Joint Exercise Garuda Shield 2015 between the Indonesian Army and the United States Army officially began and was opened in a military ceremony at the Kostrad Training Area, Gunung Sentul, Sukabumi, 20 August 2015. Acting as the Inspector of the Ceremony was the Chief of Staff, 1st Infantry Division, Kostrad, Brigadier General Agus Suhardi and Deputy Commander of the 25th Infantry Division USARPAC Brig. General Gary Brito. The exercise also attended by Maj.
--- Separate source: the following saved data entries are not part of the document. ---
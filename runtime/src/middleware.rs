//! Middleware stages run by the [`Store`](crate::Store) around every dispatch.
//!
//! A middleware sees each action twice: `before` the reducer runs, where it
//! may refuse the action, and `after` the new state has been installed, where
//! it can only observe. Middleware never own or alter state.
//!
//! Two stages are provided:
//!
//! - [`SerializableCheck`] refuses actions that cannot be serialized and
//!   reports states that cannot be serialized
//! - [`ActionLogger`] records every action and state transition through
//!   `tracing`

use crate::error::MiddlewareError;
use serde::Serialize;
use std::fmt::Debug;
use std::marker::PhantomData;
use todo_store_core::action::Action;
use tracing::Level;

/// A stage wrapped around dispatch
///
/// # Type Parameters
///
/// - `S`: Store state type
/// - `A`: Store action type
pub trait Middleware<S, A>: Send + Sync {
    /// Short, stable name used in errors and logs
    fn name(&self) -> &'static str;

    /// Inspect an action before it reaches the reducer
    ///
    /// # Errors
    ///
    /// Returning an error aborts the dispatch; the store reports it as
    /// [`StoreError::Rejected`](crate::StoreError::Rejected).
    fn before(&self, _action: &A, _state: &S) -> Result<(), MiddlewareError> {
        Ok(())
    }

    /// Observe a completed transition
    fn after(&self, _action: &A, _previous: &S, _next: &S) {}
}

/// Refuses actions whose payload cannot be serialized.
///
/// State lives for the whole session and is expected to round-trip through
/// `serde`; an action that does not serialize is refused before it can
/// reach it. A next state that does not serialize cannot be undone, so it is
/// reported at `warn`.
pub struct SerializableCheck<S, A> {
    _phantom: PhantomData<fn(&S, &A)>,
}

impl<S, A> SerializableCheck<S, A> {
    /// Create a new check
    #[must_use]
    pub const fn new() -> Self {
        Self {
            _phantom: PhantomData,
        }
    }
}

impl<S, A> Default for SerializableCheck<S, A> {
    fn default() -> Self {
        Self::new()
    }
}

impl<S, A> Middleware<S, A> for SerializableCheck<S, A>
where
    S: Serialize,
    A: Serialize + Action,
{
    fn name(&self) -> &'static str {
        "serializable_check"
    }

    fn before(&self, action: &A, _state: &S) -> Result<(), MiddlewareError> {
        serde_json::to_value(action)
            .map(|_| ())
            .map_err(|error| MiddlewareError::NotSerializable(error.to_string()))
    }

    fn after(&self, action: &A, _previous: &S, next: &S) {
        if let Err(error) = serde_json::to_value(next) {
            tracing::warn!(
                action_type = action.action_type(),
                %error,
                "State is not serializable after action"
            );
        }
    }
}

/// Configuration for [`ActionLogger`]
#[derive(Debug, Clone, Copy, PartialEq, Eq)]
pub struct LoggerConfig {
    /// Level every transition is logged at
    pub level: Level,
    /// Log the previous and next state alongside the action
    pub include_state: bool,
}

impl LoggerConfig {
    /// Create a new logger configuration
    #[must_use]
    pub const fn new(level: Level, include_state: bool) -> Self {
        Self {
            level,
            include_state,
        }
    }

    /// Set the log level
    #[must_use]
    pub const fn with_level(mut self, level: Level) -> Self {
        self.level = level;
        self
    }

    /// Set whether state snapshots are logged
    #[must_use]
    pub const fn with_state(mut self, include_state: bool) -> Self {
        self.include_state = include_state;
        self
    }
}

impl Default for LoggerConfig {
    fn default() -> Self {
        Self {
            level: Level::DEBUG,
            include_state: true,
        }
    }
}

/// Dispatch `tracing` events at a level chosen at runtime.
macro_rules! event_at {
    ($level:expr, $($arg:tt)+) => {
        match $level {
            Level::TRACE => tracing::trace!($($arg)+),
            Level::DEBUG => tracing::debug!($($arg)+),
            Level::INFO => tracing::info!($($arg)+),
            Level::WARN => tracing::warn!($($arg)+),
            _ => tracing::error!($($arg)+),
        }
    };
}

/// Records every dispatched action and the resulting transition.
///
/// Purely observational: it never refuses an action and never touches state.
pub struct ActionLogger<S, A> {
    config: LoggerConfig,
    _phantom: PhantomData<fn(&S, &A)>,
}

impl<S, A> ActionLogger<S, A> {
    /// Create a new logger
    #[must_use]
    pub const fn new(config: LoggerConfig) -> Self {
        Self {
            config,
            _phantom: PhantomData,
        }
    }

    /// Returns the logger configuration
    #[must_use]
    pub const fn config(&self) -> &LoggerConfig {
        &self.config
    }
}

impl<S, A> Middleware<S, A> for ActionLogger<S, A>
where
    S: Debug,
    A: Debug + Action,
{
    fn name(&self) -> &'static str {
        "action_logger"
    }

    fn after(&self, action: &A, previous: &S, next: &S) {
        let action_type = action.action_type();

        if self.config.include_state {
            event_at!(
                self.config.level,
                action_type,
                action = ?action,
                prev_state = ?previous,
                next_state = ?next,
                "action"
            );
        } else {
            event_at!(self.config.level, action_type, action = ?action, "action");
        }
    }
}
General Edward F. Dorman III, commander, 8th Theater Sustainment Command for U.S. Army Pacific.

The Garuda Shield 2015 was carried out from 20 to 28 August 2015, involving 830 soldiers from both countries consisting of 380 Indonesian Army soldiers from the 328th Infantry Battalion (Yonif Linud-328/17/1), Kostrad 1st Infantry Division and 450 United States Army soldiers from the 25th Infantry Division for USARPAC. The exercise consist of Medical/Tactical Combat Casualty Care, Combat Patrol, marksmanship, Military Operations in Urban Terrain, Close Quarter Battle (CQB), Swamp Forest Patrol, and jungle and sea survival.

===Garuda Shield 2016===
Joint Exercise Garuda Shield 2016 was held on 1 to 12 August 2016, attended by 481 joint military personnel from the Kostrad Raider Battalion and the U.S. Army Pacific at Asembagus Combat Training Center (Puslatpur), Situbondo, led by the Commander of 2nd Infantry Division Kostrad, Maj. Gen. Ganip Warsito and Commander of Hawaii Army National Guard Brigadier General Keith Tamashiro.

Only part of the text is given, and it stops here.